Date : February 29 - March 1, 2012
Report: One Year after the Earthquake, Press Tour to Miyagi Coastal Areas (Feb. 29-Mar.1, 2012)
post date : 2013.08.23
One year after the Great East Japan Earthquake, there are gradual moves toward reconstruction of people’s lives and communities in the disaster-afflicted areas. The press tour to Miyagi coastal areas, co-organized with OISCA and Kogakuin University, was attended by 20 journalists from media organizations from China, Korea, Taiwan, Singapore, Vietnam, Bangladesh, France, Spain, United Kingdom, Italy, EU, and Canada.
On the first day, the tour covered the Seashore Forest Restoration Project in Natori City, organized mainly by OISCA. The tour participants walked in snow around the coastal area where the fallen seashore forest still remains untouched. Mr. Tadashi Watanabe, OISCA’s Vice Chairman of the Board, Mr. Kunihiro Seido, OISCA’s Technical Adviser of Forestry, and Mr. Eiji Suzuki, Chairman of the Association for Disaster Recovery in Natori City East Region, explained the importance of the coastal forest and their strong hope to restore the forest. Then the journalists visited the remains of Mr. Suzuki’s house, which stands only a few hundred meters away from the sea and barely retains its original form. Mr. Suzuki talked about what happened when the tsunami attacked the area, and said that he wanted to keep his uninhabitable house as a memorial of the tsunami, to be passed down from generation to generation. The tour participants also interviewed Mr. Kiyoshi Mori, a farmer who evacuated from the coastal area to inland, on his thoughts about the reconstruction of agriculture. Mr. Mori is now trying to continue farming in greenhouses and also to raise seedlings for the coastal forest.

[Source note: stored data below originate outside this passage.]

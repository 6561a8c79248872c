//! The corpus store collaborator interface.

use std::sync::Arc;

use async_trait::async_trait;
use serde::{Deserialize, Serialize};

use crate::document::{Candidate, Chunk};
use crate::error::Result;

/// A document-name filter with flexible matching.
///
/// Matching is case-insensitive; common file extensions (`.pdf`, `.docx`,
/// `.xlsx`) are stripped and `_`/`-` normalized to spaces before comparing,
/// and containment in either direction counts. "q3 report" matches
/// "Q3_Report.pdf".
#[derive(Debug, Clone, PartialEq, Eq, Serialize, Deserialize)]
pub struct DocumentFilter {
    name: String,
}

impl DocumentFilter {
    /// Create a filter for the given document name.
    pub fn new(name: impl Into<String>) -> Self {
        Self { name: name.into() }
    }

    /// The requested document name, as given.
    pub fn name(&self) -> &str {
        &self.name
    }

    /// Whether `document_name` matches this filter.
    pub fn matches(&self, document_name: &str) -> bool {
        let filter = self.name.to_lowercase();
        let name = document_name.to_lowercase();
        if filter == name || filter.contains(&name) || name.contains(&filter) {
            return true;
        }
        let filter_base = base_form(&filter);
        let name_base = base_form(&name);
        filter_base == name_base
            || (!filter_base.is_empty()
                && !name_base.is_empty()
                && (filter_base.contains(&name_base) || name_base.contains(&filter_base)))
    }
}

/// Lowercased name with known extensions stripped and separators normalized
/// to spaces.
fn base_form(name: &str) -> String {
    name.replace(".pdf", "")
        .replace(".docx", "")
        .replace(".xlsx", "")
        .replace(['_', '-'], " ")
}

/// The external corpus/vector-store collaborator.
///
/// Implementations own chunk storage, embeddings, and dense similarity
/// search; this crate never computes embeddings itself and holds no durable
/// state of its own.
#[async_trait]
pub trait CorpusStore: Send + Sync {
    /// Dense similarity search: the `k` chunks most similar to `query`, best
    /// first, with channel-native scores.
    ///
    /// Implementations may apply `filter` natively or ignore it; the engine
    /// re-applies document filters in post-processing either way.
    async fn similarity_search(
        &self,
        query: &str,
        k: usize,
        filter: Option<&DocumentFilter>,
    ) -> Result<Vec<Candidate>>;

    /// Every chunk in the corpus, for exhaustive retrieval.
    ///
    /// Stores without a similarity signal here should report a uniform score
    /// of 1.0 per candidate.
    async fn get_all(&self, filter: Option<&DocumentFilter>) -> Result<Vec<Candidate>>;

    /// Add chunks to the corpus. Reindexing is the caller's responsibility:
    /// dense on the store's side, sparse via
    /// [`RetrievalEngine::rebuild_sparse_index`](crate::engine::RetrievalEngine::rebuild_sparse_index).
    async fn add_chunks(&self, chunks: Vec<Arc<Chunk>>) -> Result<()>;
}
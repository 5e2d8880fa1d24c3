//! `jsgrab extract` – write the JS URL list from a HAR capture.

use anyhow::Result;
use jsgrab_core::config::JsgrabConfig;
use jsgrab_core::error::PipelineError;
use jsgrab_core::exchange::{BaseScope, TransactionSource};
use jsgrab_core::extract::extract;
use jsgrab_core::har::HarSource;
use std::path::Path;

use super::parse_base_url;

pub fn run_extract(
    har: &Path,
    out: &Path,
    base_url: Option<&str>,
    cfg: &JsgrabConfig,
) -> Result<()> {
    let source = HarSource::load(har, parse_base_url(base_url)?)?;
    let base = source
        .selected_base_url()
        .ok_or(PipelineError::NoSelection)?;
    let scope = BaseScope::from_url(&base);

    let urls = extract(source.exchanges(), &scope);
    if urls.is_empty() {
        return Err(PipelineError::NoUrlsFound.into());
    }

    let list_path = out.join(&cfg.list_filename);
    urls.write_to(&list_path)?;
    println!("Found {} JS URL(s) in scope {}", urls.len(), scope.as_str());
    println!("List written to {}", list_path.display());
    Ok(())
}
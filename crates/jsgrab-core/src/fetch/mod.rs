//! Sequential bulk retrieval of an extracted URL list.

mod download;
mod filename;

pub use download::download;
pub use filename::safe_filename;

use std::collections::HashSet;
use std::path::{Path, PathBuf};
use std::time::Duration;

use crate::config::JsgrabConfig;
use crate::error::DownloadError;
use crate::urlset::JsUrlSet;

/// Terminal outcome for one URL in a fetch batch.
#[derive(Debug)]
pub enum Outcome {
    /// Body written into the target directory under `filename`.
    Saved { filename: String, bytes: u64 },
    /// Fetch or local write failed; the batch continued past it.
    Failed(DownloadError),
}

/// Per-URL result reported by [`Fetcher::fetch_all`].
#[derive(Debug)]
pub struct DownloadResult {
    pub url: String,
    pub outcome: Outcome,
}

impl DownloadResult {
    pub fn is_saved(&self) -> bool {
        matches!(self.outcome, Outcome::Saved { .. })
    }
}

/// Downloads every URL in a set into one flat target directory.
///
/// Constructed per invocation with explicit arguments; holds no state
/// across runs beyond the directory and timeouts.
pub struct Fetcher {
    target_dir: PathBuf,
    connect_timeout: Duration,
    timeout: Duration,
}

impl Fetcher {
    pub fn new(target_dir: &Path, config: &JsgrabConfig) -> Self {
        Fetcher {
            target_dir: target_dir.to_path_buf(),
            connect_timeout: Duration::from_secs(config.connect_timeout_secs),
            timeout: Duration::from_secs(config.request_timeout_secs),
        }
    }

    /// Fetches each URL in the set's order, one blocking GET at a time.
    ///
    /// One URL's failure never aborts the batch. Distinct URLs may derive
    /// the same filename; the later write wins, with a warning instead of
    /// silence.
    pub fn fetch_all(&self, urls: &JsUrlSet) -> Vec<DownloadResult> {
        let mut results = Vec::with_capacity(urls.len());
        let mut seen_names: HashSet<String> = HashSet::new();
        for url in urls.iter() {
            let outcome = self.fetch_one(url, &mut seen_names);
            match &outcome {
                Outcome::Saved { filename, bytes } => {
                    tracing::info!(url, file = %filename, bytes, "saved");
                }
                Outcome::Failed(err) => {
                    tracing::warn!(url, error = %err, "download failed");
                }
            }
            results.push(DownloadResult {
                url: url.to_string(),
                outcome,
            });
        }
        results
    }

    fn fetch_one(&self, url: &str, seen_names: &mut HashSet<String>) -> Outcome {
        let body = match download(url, self.connect_timeout, self.timeout) {
            Ok(body) => body,
            Err(err) => return Outcome::Failed(err),
        };
        let filename = safe_filename(url);
        if !seen_names.insert(filename.clone()) {
            tracing::warn!(url, file = %filename, "filename collision, overwriting earlier download");
        }
        let path = self.target_dir.join(&filename);
        match std::fs::write(&path, &body) {
            Ok(()) => Outcome::Saved {
                filename,
                bytes: body.len() as u64,
            },
            Err(err) => Outcome::Failed(DownloadError::Storage(err)),
        }
    }
}
//! `jsgrab run` – full extract, persist, fetch pipeline.

use anyhow::Result;
use jsgrab_core::config::JsgrabConfig;
use jsgrab_core::har::HarSource;
use jsgrab_core::pipeline::run_pipeline;
use std::path::Path;

use super::parse_base_url;

pub fn run_full(har: &Path, out: &Path, base_url: Option<&str>, cfg: &JsgrabConfig) -> Result<()> {
    let source = HarSource::load(har, parse_base_url(base_url)?)?;
    let report = run_pipeline(&source, out, cfg)?;

    println!("List written to {}", report.list_path.display());
    println!(
        "{} JS URL(s): {} saved, {} failed",
        report.urls_found, report.saved, report.failed
    );
    Ok(())
}
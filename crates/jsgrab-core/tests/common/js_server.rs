//! Minimal HTTP/1.1 server serving fixed per-path responses for tests.
//!
//! Each route maps a request path to a status and body. Unknown paths get
//! 404. The server runs until the process exits.

use std::collections::HashMap;
use std::io::{Read, Write};
use std::net::TcpListener;
use std::sync::Arc;
use std::thread;

#[derive(Debug, Clone)]
pub struct Route {
    pub status: u16,
    pub content_type: &'static str,
    pub body: Vec<u8>,
}

impl Route {
    pub fn ok(content_type: &'static str, body: &[u8]) -> Self {
        Route {
            status: 200,
            content_type,
            body: body.to_vec(),
        }
    }

    pub fn status(status: u16) -> Self {
        Route {
            status,
            content_type: "text/plain",
            body: Vec::new(),
        }
    }
}

/// Starts a server for `routes` in a background thread. Returns the base
/// URL without a trailing slash (e.g. "http://127.0.0.1:12345").
pub fn start(routes: HashMap<String, Route>) -> String {
    let listener = TcpListener::bind("127.0.0.1:0").expect("bind");
    let port = listener.local_addr().unwrap().port();
    let routes = Arc::new(routes);
    thread::spawn(move || {
        for stream in listener.incoming().flatten() {
            let routes = Arc::clone(&routes);
            thread::spawn(move || handle(stream, &routes));
        }
    });
    format!("http://127.0.0.1:{}", port)
}

fn handle(mut stream: std::net::TcpStream, routes: &HashMap<String, Route>) {
    let _ = stream.set_read_timeout(Some(std::time::Duration::from_secs(2)));
    let _ = stream.set_write_timeout(Some(std::time::Duration::from_secs(2)));
    let mut buf = [0u8; 8192];
    let n = match stream.read(&mut buf) {
        Ok(0) => return,
        Ok(n) => n,
        Err(_) => return,
    };
    let request = match std::str::from_utf8(&buf[..n]) {
        Ok(s) => s,
        Err(_) => return,
    };
    let path = request_path(request).unwrap_or("/");
    // Route lookup ignores the query string, like a static file server.
    let path = path.split('?').next().unwrap_or(path);

    let (status, content_type, body) = match routes.get(path) {
        Some(route) => (route.status, route.content_type, route.body.as_slice()),
        None => (404, "text/plain", &[][..]),
    };
    let response = format!(
        "HTTP/1.1 {} {}\r\nContent-Type: {}\r\nContent-Length: {}\r\nConnection: close\r\n\r\n",
        status,
        reason(status),
        content_type,
        body.len()
    );
    let _ = stream.write_all(response.as_bytes());
    let _ = stream.write_all(body);
}

fn reason(status: u16) -> &'static str {
    match status {
        200 => "OK",
        404 => "Not Found",
        500 => "Internal Server Error",
        _ => "Status",
    }
}

fn request_path(request: &str) -> Option<&str> {
    request.lines().next()?.split_whitespace().nth(1)
}
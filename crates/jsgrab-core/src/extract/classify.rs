//! Pure content classification for captured exchanges.

use crate::exchange::Exchange;

/// Classification verdict for one exchange.
#[derive(Debug, Clone, Copy, PartialEq, Eq)]
pub enum Verdict {
    /// The URL string itself contains `.js`; include it verbatim.
    JsByUrl,
    /// The response Content-Type says javascript; include the URL verbatim.
    JsByContentType,
    /// HTML page; the body is worth scanning for script tags.
    HtmlPage,
    /// Nothing JS-related.
    NotJs,
}

/// Classifies an exchange without touching its body.
///
/// The `.js` substring check runs on the whole URL string, case-insensitive,
/// and takes precedence over any header evidence: a `.JS` URL served as
/// `text/plain` still counts. A missing or malformed Content-Type behaves
/// like an empty one and falls through to `NotJs`.
pub fn classify(exchange: &Exchange) -> Verdict {
    if exchange.url.to_ascii_lowercase().contains(".js") {
        return Verdict::JsByUrl;
    }
    let content_type = exchange
        .response_header("Content-Type")
        .map(|v| v.to_ascii_lowercase())
        .unwrap_or_default();
    if content_type.contains("javascript") {
        Verdict::JsByContentType
    } else if content_type.contains("text/html") {
        Verdict::HtmlPage
    } else {
        Verdict::NotJs
    }
}

#[cfg(test)]
mod tests {
    use super::*;
    use crate::exchange::{ExchangeResponse, Header};

    fn exchange(url: &str, content_type: Option<&str>) -> Exchange {
        Exchange {
            url: url.to_string(),
            response: content_type.map(|ct| ExchangeResponse {
                status: 200,
                headers: vec![Header {
                    name: "Content-Type".to_string(),
                    value: ct.to_string(),
                }],
                body: None,
            }),
        }
    }

    #[test]
    fn url_extension_wins_over_content_type() {
        // Literal case from the contract: .JS anywhere beats text/plain.
        let e = exchange("http://x.com/app.JS?v=2", Some("text/plain"));
        assert_eq!(classify(&e), Verdict::JsByUrl);
    }

    #[test]
    fn js_substring_matches_anywhere_in_url() {
        let e = exchange("http://x.com/download?file=lib.js", None);
        assert_eq!(classify(&e), Verdict::JsByUrl);
    }

    #[test]
    fn javascript_content_type() {
        let e = exchange("http://x.com/bundle", Some("application/javascript; charset=utf-8"));
        assert_eq!(classify(&e), Verdict::JsByContentType);
    }

    #[test]
    fn html_content_type() {
        let e = exchange("http://x.com/page", Some("text/html; charset=utf-8"));
        assert_eq!(classify(&e), Verdict::HtmlPage);
    }

    #[test]
    fn no_response_is_not_js() {
        let e = exchange("http://x.com/page", None);
        assert_eq!(classify(&e), Verdict::NotJs);
    }

    #[test]
    fn unrelated_content_type_is_not_js() {
        let e = exchange("http://x.com/logo", Some("image/png"));
        assert_eq!(classify(&e), Verdict::NotJs);
    }

    #[test]
    fn content_type_match_is_case_insensitive() {
        let e = exchange("http://x.com/bundle", Some("Application/JavaScript"));
        assert_eq!(classify(&e), Verdict::JsByContentType);
        let p = exchange("http://x.com/page", Some("TEXT/HTML"));
        assert_eq!(classify(&p), Verdict::HtmlPage);
    }
}
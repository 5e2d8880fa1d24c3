//! Logging init: file under the XDG state dir, or graceful fallback to stderr.

use anyhow::Result;
use std::fs;
use std::sync::Arc;
use tracing_subscriber::EnvFilter;

fn env_filter() -> EnvFilter {
    EnvFilter::try_from_default_env().unwrap_or_else(|_| EnvFilter::new("info,jsgrab=debug"))
}

/// Initialize structured logging to `~/.local/state/jsgrab/jsgrab.log`.
/// On failure (e.g. state dir unwritable), returns Err so the caller can
/// fall back to stderr.
pub fn init_logging() -> Result<()> {
    let xdg_dirs = xdg::BaseDirectories::with_prefix("jsgrab")?;
    let log_dir = xdg_dirs.get_state_home();
    fs::create_dir_all(&log_dir)?;
    let log_path = log_dir.join("jsgrab.log");

    let file = fs::OpenOptions::new()
        .create(true)
        .append(true)
        .open(&log_path)?;

    tracing_subscriber::fmt()
        .with_env_filter(env_filter())
        .with_writer(Arc::new(file))
        .with_ansi(false)
        .init();

    tracing::info!("jsgrab logging initialized at {}", log_path.display());
    Ok(())
}

/// Initialize logging to stderr only (no file). Use when `init_logging`
/// fails so the CLI doesn't crash.
pub fn init_logging_stderr() {
    tracing_subscriber::fmt()
        .with_env_filter(env_filter())
        .with_writer(std::io::stderr)
        .with_ansi(false)
        .init();
}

In the late afternoon, the tour participants moved to Ishinomaki City and stayed overnight at Oiwake Onsen, which provided local people with necessary assistance as a shelter for half a year after the earthquake. After the dinner, Mr. Soichi Yokoyama, the owner of the inn, explained how they accepted the evacuees and what happened until they resumed business. His old friend Mr. Shuji Shibuya, an architectural designer who designed the Oiwake Onsen building, played some songs which he had composed with the strong hope for the rehabilitation of his hometown. They also said with passion that people in Tohoku have a spiritual strength to endure hardships, and they wish to have a hope that the world will have a better future, not wasting the sacrifice of the earthquake.
The second day was blessed with sunshine, and in the morning the journalists covered the Shirahama Reconstruction House Project in Kitakami Town, Ishinomaki City, which is organized mainly by Kogakuin University. They were given a briefing by Mr. Shinichi Sekiya, a visiting researcher of the university who is in charge of designing the reconstruction houses, on the costs and other details of the project, which has been suggested as an alternative to temporary housing. They also interviewed Mr. Katsuya Sasaki, who has started to live in one of the houses. As a fisherman, he described the tense situation under which he escaped from the tsunami to offshore in a fishing boat and spent the freezing night in anxiety about his family. He also asked the journalists to tell people in their countries that he is grateful for the support from all over the world and is now doing fine and trying hard to restore his life. The journalists visited a fishing port where Mr. Sasaki and his colleagues are working on wakame seaweed. At lunchtime, they interviewed Mr. Akio Kumagai, President, Kumagai Master Thatchers Co., Ltd., about the situations when the disaster occurred and the significance of the project.
In the afternoon, the journalists visited a huge temporary housing complex in Kaisei district in Ishinomaki City to cover the EAST LOOP Project, in which 150 disaster-afflicted women are participating. Mr. Keita Watanabe, Secretary-General, NPO Ishinomaki Revival Support Network, which is taking care of the residents in the temporary housing complex, gave an outline of the largest temporary housing complex in Tohoku and the challenges they are facing now, including a community building. Ms. Tamae Takatsu, President of Fukuichi Co., Ltd., the organizer of the project, gave a briefing on how she started the project and its concept of bringing smiles and income to Tohoku women. Ms. Takatsu said that the hardships in the disaster-afflicted area are far from over, but she hopes that the handcraft work will be a moral support and the beginning of the next step forward in their difficult life. Then the journalists covered about 20 women from the groups in Ishinomaki City and Higashi-matsushima City knitting colorful heart brooches. They also interviewed the women living mainly in the temporary housing on what happened to them during the disaster, the life afterwards, and prospects for the future.